Although Greene had a wife, he had long since deserted her and he now lived with Cutting Bull's sister with whom he had a child that he, somewhat ironically, named fortunatus.
With the downturn in his fortunes, Greene was drinking heavily and, by 1592, his liver and kidneys were rotting away.
On June 11th that year there was a riot in Southwark. The Lord Marshall's men had gone round to arrest a felt maker. The apprentices who at the time were attending a theatre, resented the involvement of the Lord Marshall's men, and they responded by attacking them. The Lord Marshall's men retaliated with cudgels and daggers and within moments a full scale riot had erupted.

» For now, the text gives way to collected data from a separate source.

impl<R, G> TradeOrchestrator<R, G>
where
    R: TradeRepository,
    G: InventoryGateway,
{
    /// Creates a new orchestrator.
    pub fn new(repository: R, gateway: G) -> Self {
        Self {
            repository,
            gateway,
            call_timeout: DEFAULT_CALL_TIMEOUT,
        }
    }

    /// Sets the deadline for each external call.
    pub fn with_call_timeout(mut self, call_timeout: Duration) -> Self {
        self.call_timeout = call_timeout;
        self
    }

    /// Creates a trade owned by `caller_id` and submits the item reservation.
    ///
    /// The trade is persisted in `Created` before the gateway is called. On
    /// a rejected or timed out reservation it is moved to `Error` and
    /// `LockFailed` is returned; otherwise it waits in `AwaitingAnnouncement`.
    #[tracing::instrument(
        skip_all,
        fields(%correlation_id, user_id = %caller_id, trade_id = tracing::field::Empty)
    )]
    pub async fn create(
        &self,
        correlation_id: &str,
        caller_id: &UserId,
        request: CreateTradeRequest,
    ) -> Result<TradeId> {
        let started = Instant::now();
        let result = self.create_trade(caller_id, request).await;
        record_duration("create", started);
        result
    }

    async fn create_trade(&self, caller_id: &UserId, request: CreateTradeRequest) -> Result<TradeId> {
        let mut trade = build_trade(caller_id, request).inspect_err(|e| {
            metrics::counter!("trades_failed_total", "stage" => "validation").increment(1);
            tracing::warn!(error = %e, "rejected trade request");
        })?;
        let trade_id = trade.id();
        tracing::Span::current().record("trade_id", tracing::field::display(trade_id));

        self.bounded("insert trade", self.repository.insert(&trade))
            .await?;

        let submitted = self
            .submit(self.gateway.lock_items(LockItemsRequest::from(&trade)))
            .await;

        match submitted {
            Ok(()) => {
                trade.update_status(TradeStatus::AwaitingAnnouncement);
                self.bounded("update trade", self.repository.update(&mut trade))
                    .await?;

                metrics::counter!("trades_created_total").increment(1);
                tracing::info!(%trade_id, status = %trade.status(), "trade created");
                Ok(trade_id)
            }
            Err(reason) => {
                trade.update_status(TradeStatus::Error);
                self.bounded("update trade", self.repository.update(&mut trade))
                    .await?;

                metrics::counter!("trades_failed_total", "stage" => "lock").increment(1);
                tracing::error!(%trade_id, %reason, "item lock failed");
                Err(SagaError::LockFailed { trade_id, reason })
            }
        }
    }

    /// Accepts a pending trade on behalf of its counter-party and submits
    /// the exchange.
    ///
    /// Nothing is written if the trade is not `Pending` or the caller is not
    /// the wanted-items owner. On a rejected or timed out exchange the trade
    /// is moved to `Error` and `ExchangeFailed` is returned; otherwise it
    /// waits in `ExchangePending`.
    #[tracing::instrument(skip_all, fields(%correlation_id, user_id = %caller_id, %trade_id))]
    pub async fn accept(
        &self,
        correlation_id: &str,
        caller_id: &UserId,
        trade_id: TradeId,
    ) -> Result<()> {
        let started = Instant::now();
        let result = self.accept_trade(caller_id, trade_id).await;
        record_duration("accept", started);
        result
    }

    async fn accept_trade(&self, caller_id: &UserId, trade_id: TradeId) -> Result<()> {
        let mut trade = self
            .bounded("load trade", self.repository.get_by_id(caller_id, trade_id))
            .await?;

        if !trade.status().can_accept() {
            return Err(SagaError::InvalidStatus {
                trade_id,
                expected: TradeStatus::Pending,
                actual: trade.status(),
            });
        }

        if trade.wanted_items_owner_id() != caller_id {
            return Err(SagaError::NotCounterparty {
                trade_id,
                caller: caller_id.clone(),
            });
        }

        trade.update_status(TradeStatus::Accepted);
        self.bounded("update trade", self.repository.update(&mut trade))
            .await?;

        let submitted = self
            .submit(self.gateway.trade_items(TradeItemsRequest::from(&trade)))
            .await;

        match submitted {
            Ok(()) => {
                trade.update_status(TradeStatus::ExchangePending);
                self.bounded("update trade", self.repository.update(&mut trade))
                    .await?;

                metrics::counter!("trades_accepted_total").increment(1);
                tracing::info!(%trade_id, status = %trade.status(), "trade accepted");
                Ok(())
            }
            Err(reason) => {
                trade.update_status(TradeStatus::Error);
                self.bounded("update trade", self.repository.update(&mut trade))
                    .await?;

                metrics::counter!("trades_failed_total", "stage" => "exchange").increment(1);
                tracing::error!(%trade_id, %reason, "item exchange failed");
                Err(SagaError::ExchangeFailed { trade_id, reason })
            }
        }
    }

    /// Lists the caller's trades.
    #[tracing::instrument(skip_all, fields(%correlation_id, user_id = %caller_id))]
    pub async fn get(
        &self,
        correlation_id: &str,
        caller_id: &UserId,
        pagination: &Pagination,
    ) -> Result<TradePageView> {
        let page = self
            .bounded("list trades", self.repository.get(caller_id, pagination))
            .await?;
        Ok(page.into())
    }

    /// Loads one of the caller's trades.
    #[tracing::instrument(skip_all, fields(%correlation_id, user_id = %caller_id, %trade_id))]
    pub async fn get_by_id(
        &self,
        correlation_id: &str,
        caller_id: &UserId,
        trade_id: TradeId,
    ) -> Result<TradeOfferView> {
        let trade = self
            .bounded("load trade", self.repository.get_by_id(caller_id, trade_id))
            .await?;
        Ok(TradeOfferView::from(&trade))
    }

    /// Runs a repository call under the deadline.
    async fn bounded<T>(
        &self,
        operation: &'static str,
        call: impl Future<Output = trade_store::Result<T>>,
    ) -> Result<T> {
        tokio::time::timeout(self.call_timeout, call)
            .await
            .map_err(|_| SagaError::Timeout { operation })?
            .map_err(SagaError::from)
    }

    /// Runs a gateway submission under the deadline; any failure is final.
    async fn submit(&self, call: impl Future<Output = Result<()>>) -> std::result::Result<(), String> {
        match tokio::time::timeout(self.call_timeout, call).await {
            Ok(Ok(())) => Ok(()),
            Ok(Err(e)) => Err(e.to_string()),
            Err(_) => Err(format!(
                "no answer within {}ms",
                self.call_timeout.as_millis()
            )),
        }
    }
}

Who was to blame? It matters not. The effect on the play-actors was immediate. The theatres were closed down. The play-actors lost their source and responded as they so often did in times of plague by leaving London and going around the countryside on tour.
Robert Greene though had been abandoned. He lay there on his bed of straw crawling with lice. And as he did so, resentment crawled within him. He thought of the play-actors touring the country, making money out of his lines his plays. And he turned that resentment on one person in particular. A man whom he believed had no right to assume the mantle of a playwright.
Greene penned a letter. A letter that was intended for Christopher Marlow, Thomas Nash and George Peel. Fellow playwrights - and in that letter he unleashed a venomous tirade against William Shakespeare.
"Base minded men all three of you, if by my misery you be not warned. For unto non of you sought those burrs to cleave those puppets that spake from our mouths. Those antics garnished in our colours. Yes. Trust them not, for there is an upstart crow beautified with our feathers, that with his tiger's heart wrapped in a player's hide, supposes that he is as well able to bombast out a blank verse as the best of you. And being an absolute Johannes Factotum is in his conceit the only Shakescene in the country."
Greene's was a personal and direct attack but in all fairness, he was not responsible for its circulation, for he died on September the 2nd 1592 and before his body was even cold several London printers had swooped like vultures and bundled together whatever papers they could lay their hands on.
The attack appeared in print on September the 20th under the title, Greene's Groats worth of wit bought with a millionth of repentance.
The dying poet's words now spat their venom from beyond the grave and Shakespeare's pride was evidently wounded.
That Printer was Mr Henry Chettel, publisher of Greene's Groats worth of wit and Shakespeare decided to pay him a visit. During that visit he so impressed Chettel that, in December 1592, he published an apology. He claimed not to have met Shakespeare before the visit, but on meeting him he had found him to be an honest fellow who was diligent in his business dealings and dedicated in the art of writing.
The up and coming playwright's good name was restored but he had yet to establish himself alongside the great writers of his age.